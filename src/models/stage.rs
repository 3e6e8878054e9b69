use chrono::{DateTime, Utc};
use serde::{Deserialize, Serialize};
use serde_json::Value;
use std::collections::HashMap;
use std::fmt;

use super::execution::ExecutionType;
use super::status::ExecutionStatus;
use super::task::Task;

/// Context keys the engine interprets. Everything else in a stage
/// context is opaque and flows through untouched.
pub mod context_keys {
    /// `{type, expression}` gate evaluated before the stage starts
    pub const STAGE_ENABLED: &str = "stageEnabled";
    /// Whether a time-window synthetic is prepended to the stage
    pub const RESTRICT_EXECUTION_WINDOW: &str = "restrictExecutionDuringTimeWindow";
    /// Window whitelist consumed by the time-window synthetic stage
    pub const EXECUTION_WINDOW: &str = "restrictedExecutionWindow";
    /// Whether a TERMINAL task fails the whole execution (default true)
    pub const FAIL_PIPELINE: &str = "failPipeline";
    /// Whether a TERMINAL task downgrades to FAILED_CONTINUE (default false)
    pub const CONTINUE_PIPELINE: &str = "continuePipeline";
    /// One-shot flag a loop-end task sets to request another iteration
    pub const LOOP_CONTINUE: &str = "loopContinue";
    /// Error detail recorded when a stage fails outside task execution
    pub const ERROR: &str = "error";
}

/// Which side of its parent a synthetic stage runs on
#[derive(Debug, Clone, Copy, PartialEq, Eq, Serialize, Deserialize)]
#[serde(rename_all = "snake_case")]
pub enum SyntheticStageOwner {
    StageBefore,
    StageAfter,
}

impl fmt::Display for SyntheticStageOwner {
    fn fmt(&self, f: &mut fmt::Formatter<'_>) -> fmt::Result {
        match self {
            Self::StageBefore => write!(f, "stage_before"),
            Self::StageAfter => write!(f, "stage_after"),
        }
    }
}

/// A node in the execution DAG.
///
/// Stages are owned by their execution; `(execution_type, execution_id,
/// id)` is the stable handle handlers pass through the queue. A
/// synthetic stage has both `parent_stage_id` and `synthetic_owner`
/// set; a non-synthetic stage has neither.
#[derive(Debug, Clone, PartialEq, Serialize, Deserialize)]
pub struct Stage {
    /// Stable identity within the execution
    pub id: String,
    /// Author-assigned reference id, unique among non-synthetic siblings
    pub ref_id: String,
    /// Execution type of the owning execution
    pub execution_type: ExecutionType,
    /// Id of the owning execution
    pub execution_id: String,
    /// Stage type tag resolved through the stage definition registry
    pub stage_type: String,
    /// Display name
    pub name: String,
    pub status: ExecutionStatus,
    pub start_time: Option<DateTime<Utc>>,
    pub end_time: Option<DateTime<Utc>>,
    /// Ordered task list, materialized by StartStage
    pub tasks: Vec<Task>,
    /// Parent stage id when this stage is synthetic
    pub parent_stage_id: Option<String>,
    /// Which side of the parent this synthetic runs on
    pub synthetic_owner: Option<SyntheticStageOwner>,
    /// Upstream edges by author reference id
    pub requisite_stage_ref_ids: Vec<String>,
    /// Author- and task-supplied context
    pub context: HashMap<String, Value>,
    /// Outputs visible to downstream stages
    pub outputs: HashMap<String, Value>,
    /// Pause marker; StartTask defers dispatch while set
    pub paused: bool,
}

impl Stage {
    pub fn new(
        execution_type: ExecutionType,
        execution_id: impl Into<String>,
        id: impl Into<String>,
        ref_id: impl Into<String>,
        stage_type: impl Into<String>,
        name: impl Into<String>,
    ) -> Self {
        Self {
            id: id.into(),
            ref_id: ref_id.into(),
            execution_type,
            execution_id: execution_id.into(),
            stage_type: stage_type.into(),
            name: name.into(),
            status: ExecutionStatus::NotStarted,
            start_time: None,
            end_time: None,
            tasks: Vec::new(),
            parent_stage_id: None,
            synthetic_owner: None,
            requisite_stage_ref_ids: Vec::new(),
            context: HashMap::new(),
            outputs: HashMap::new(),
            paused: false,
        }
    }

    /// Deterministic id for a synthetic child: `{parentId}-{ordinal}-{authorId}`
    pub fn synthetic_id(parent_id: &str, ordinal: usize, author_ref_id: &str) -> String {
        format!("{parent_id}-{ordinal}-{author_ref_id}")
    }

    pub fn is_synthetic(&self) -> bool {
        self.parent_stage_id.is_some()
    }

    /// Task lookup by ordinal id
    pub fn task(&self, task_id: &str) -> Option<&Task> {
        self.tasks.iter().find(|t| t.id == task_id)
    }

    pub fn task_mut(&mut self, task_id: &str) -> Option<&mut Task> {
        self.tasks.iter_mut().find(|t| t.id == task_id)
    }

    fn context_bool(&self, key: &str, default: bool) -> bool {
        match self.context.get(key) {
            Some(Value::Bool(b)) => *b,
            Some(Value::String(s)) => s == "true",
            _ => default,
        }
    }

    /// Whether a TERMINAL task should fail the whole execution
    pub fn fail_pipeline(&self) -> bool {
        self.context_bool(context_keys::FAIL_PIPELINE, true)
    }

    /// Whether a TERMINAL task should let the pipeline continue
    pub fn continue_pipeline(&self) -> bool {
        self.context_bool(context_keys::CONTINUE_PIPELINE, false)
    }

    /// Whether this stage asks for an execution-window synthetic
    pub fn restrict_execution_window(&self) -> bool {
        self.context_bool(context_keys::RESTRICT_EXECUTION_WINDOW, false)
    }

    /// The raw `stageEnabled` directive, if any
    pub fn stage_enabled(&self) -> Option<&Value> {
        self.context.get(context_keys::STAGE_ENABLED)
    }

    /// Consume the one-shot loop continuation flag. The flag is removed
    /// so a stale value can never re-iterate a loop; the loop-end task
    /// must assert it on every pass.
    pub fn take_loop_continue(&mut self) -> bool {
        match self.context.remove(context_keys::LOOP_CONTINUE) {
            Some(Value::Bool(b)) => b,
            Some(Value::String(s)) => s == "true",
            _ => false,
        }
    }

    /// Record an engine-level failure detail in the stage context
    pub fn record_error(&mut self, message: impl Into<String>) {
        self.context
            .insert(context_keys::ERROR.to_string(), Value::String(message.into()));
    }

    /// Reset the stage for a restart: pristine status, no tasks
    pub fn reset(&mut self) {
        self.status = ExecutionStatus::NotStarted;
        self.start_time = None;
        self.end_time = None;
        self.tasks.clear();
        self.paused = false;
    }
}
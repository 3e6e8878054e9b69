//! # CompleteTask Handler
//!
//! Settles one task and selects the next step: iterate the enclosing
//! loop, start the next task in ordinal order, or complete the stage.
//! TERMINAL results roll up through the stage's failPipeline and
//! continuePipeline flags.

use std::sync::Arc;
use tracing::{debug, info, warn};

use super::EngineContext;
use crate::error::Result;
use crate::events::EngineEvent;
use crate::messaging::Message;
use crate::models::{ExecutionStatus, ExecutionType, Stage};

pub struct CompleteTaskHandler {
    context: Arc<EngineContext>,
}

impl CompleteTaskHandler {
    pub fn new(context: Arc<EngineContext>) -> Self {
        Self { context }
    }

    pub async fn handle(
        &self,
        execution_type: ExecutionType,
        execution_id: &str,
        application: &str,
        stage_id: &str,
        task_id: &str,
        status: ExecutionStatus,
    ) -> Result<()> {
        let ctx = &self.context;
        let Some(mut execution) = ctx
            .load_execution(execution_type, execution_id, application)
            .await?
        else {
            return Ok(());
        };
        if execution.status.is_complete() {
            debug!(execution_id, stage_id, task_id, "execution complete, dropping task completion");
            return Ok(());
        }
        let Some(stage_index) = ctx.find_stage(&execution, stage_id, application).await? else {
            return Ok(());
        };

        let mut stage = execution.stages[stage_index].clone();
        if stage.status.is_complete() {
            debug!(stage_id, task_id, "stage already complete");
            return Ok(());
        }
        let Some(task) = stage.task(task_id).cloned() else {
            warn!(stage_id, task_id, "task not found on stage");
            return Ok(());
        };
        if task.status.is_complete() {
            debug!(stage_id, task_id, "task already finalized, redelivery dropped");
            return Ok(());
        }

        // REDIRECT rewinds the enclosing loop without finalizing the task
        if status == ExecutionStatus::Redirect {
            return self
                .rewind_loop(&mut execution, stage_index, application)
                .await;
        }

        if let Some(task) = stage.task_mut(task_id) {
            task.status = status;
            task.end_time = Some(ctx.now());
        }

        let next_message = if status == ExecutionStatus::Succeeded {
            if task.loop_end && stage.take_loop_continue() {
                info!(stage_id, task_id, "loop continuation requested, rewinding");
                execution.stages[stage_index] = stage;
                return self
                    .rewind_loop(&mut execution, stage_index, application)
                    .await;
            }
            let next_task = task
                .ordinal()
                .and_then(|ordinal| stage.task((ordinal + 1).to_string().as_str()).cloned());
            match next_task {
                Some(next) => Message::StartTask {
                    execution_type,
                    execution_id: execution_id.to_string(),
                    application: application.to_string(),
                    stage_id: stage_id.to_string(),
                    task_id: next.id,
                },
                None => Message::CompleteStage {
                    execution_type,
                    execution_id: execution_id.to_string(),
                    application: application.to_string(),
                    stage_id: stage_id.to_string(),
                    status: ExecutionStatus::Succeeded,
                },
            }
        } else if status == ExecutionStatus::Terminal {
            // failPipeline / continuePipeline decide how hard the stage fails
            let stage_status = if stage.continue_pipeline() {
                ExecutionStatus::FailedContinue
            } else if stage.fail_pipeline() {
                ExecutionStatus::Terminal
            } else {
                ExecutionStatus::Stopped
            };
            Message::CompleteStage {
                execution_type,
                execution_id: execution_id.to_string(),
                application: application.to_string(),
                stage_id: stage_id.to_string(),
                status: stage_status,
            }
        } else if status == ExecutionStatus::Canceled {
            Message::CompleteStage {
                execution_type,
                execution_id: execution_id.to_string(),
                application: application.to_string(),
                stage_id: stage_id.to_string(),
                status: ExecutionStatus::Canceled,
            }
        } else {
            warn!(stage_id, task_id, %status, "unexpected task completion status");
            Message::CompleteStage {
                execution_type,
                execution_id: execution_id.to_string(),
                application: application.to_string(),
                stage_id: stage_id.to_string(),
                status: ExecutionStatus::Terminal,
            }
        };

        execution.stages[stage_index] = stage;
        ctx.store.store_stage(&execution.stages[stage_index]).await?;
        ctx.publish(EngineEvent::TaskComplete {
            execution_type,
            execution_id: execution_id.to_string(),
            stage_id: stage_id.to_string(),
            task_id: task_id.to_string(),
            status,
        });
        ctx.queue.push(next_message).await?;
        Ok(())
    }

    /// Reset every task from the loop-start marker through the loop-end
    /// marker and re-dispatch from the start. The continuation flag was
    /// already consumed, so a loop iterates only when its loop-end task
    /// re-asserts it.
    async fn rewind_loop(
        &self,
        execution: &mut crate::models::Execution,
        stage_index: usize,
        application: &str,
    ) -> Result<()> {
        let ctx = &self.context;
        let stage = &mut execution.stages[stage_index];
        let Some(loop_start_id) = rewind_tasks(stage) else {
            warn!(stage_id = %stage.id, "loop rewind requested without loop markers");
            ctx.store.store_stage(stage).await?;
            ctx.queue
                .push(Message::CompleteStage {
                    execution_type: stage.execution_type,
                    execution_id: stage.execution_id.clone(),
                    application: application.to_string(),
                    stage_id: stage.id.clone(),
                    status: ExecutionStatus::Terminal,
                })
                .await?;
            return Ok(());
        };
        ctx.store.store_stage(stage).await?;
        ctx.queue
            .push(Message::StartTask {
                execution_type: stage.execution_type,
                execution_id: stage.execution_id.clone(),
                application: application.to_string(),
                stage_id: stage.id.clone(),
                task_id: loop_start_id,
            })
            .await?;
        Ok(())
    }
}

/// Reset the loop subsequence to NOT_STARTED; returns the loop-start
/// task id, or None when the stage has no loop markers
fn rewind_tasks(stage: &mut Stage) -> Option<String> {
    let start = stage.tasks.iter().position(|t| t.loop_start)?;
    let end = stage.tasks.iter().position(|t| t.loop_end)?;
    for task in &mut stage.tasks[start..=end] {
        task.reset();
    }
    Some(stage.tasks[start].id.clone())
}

━━━━━━━━━━━━━━━━

Problem to work on:
Set down only the lines above that fall between the line holding "PartialEq, Eq, Serialize, Deserialize)]" and the line holding "stage has both", inclusive, keeping each exact.

Task solution:
#[derive(Debug, Clone, Copy, PartialEq, Eq, Serialize, Deserialize)]
#[serde(rename_all = "snake_case")]
pub enum SyntheticStageOwner {
    StageBefore,
    StageAfter,
}

impl fmt::Display for SyntheticStageOwner {
    fn fmt(&self, f: &mut fmt::Formatter<'_>) -> fmt::Result {
        match self {
            Self::StageBefore => write!(f, "stage_before"),
            Self::StageAfter => write!(f, "stage_after"),
        }
    }
}

/// A node in the execution DAG.
///
/// Stages are owned by their execution; `(execution_type, execution_id,
/// id)` is the stable handle handlers pass through the queue. A
/// synthetic stage has both `parent_stage_id` and `synthetic_owner`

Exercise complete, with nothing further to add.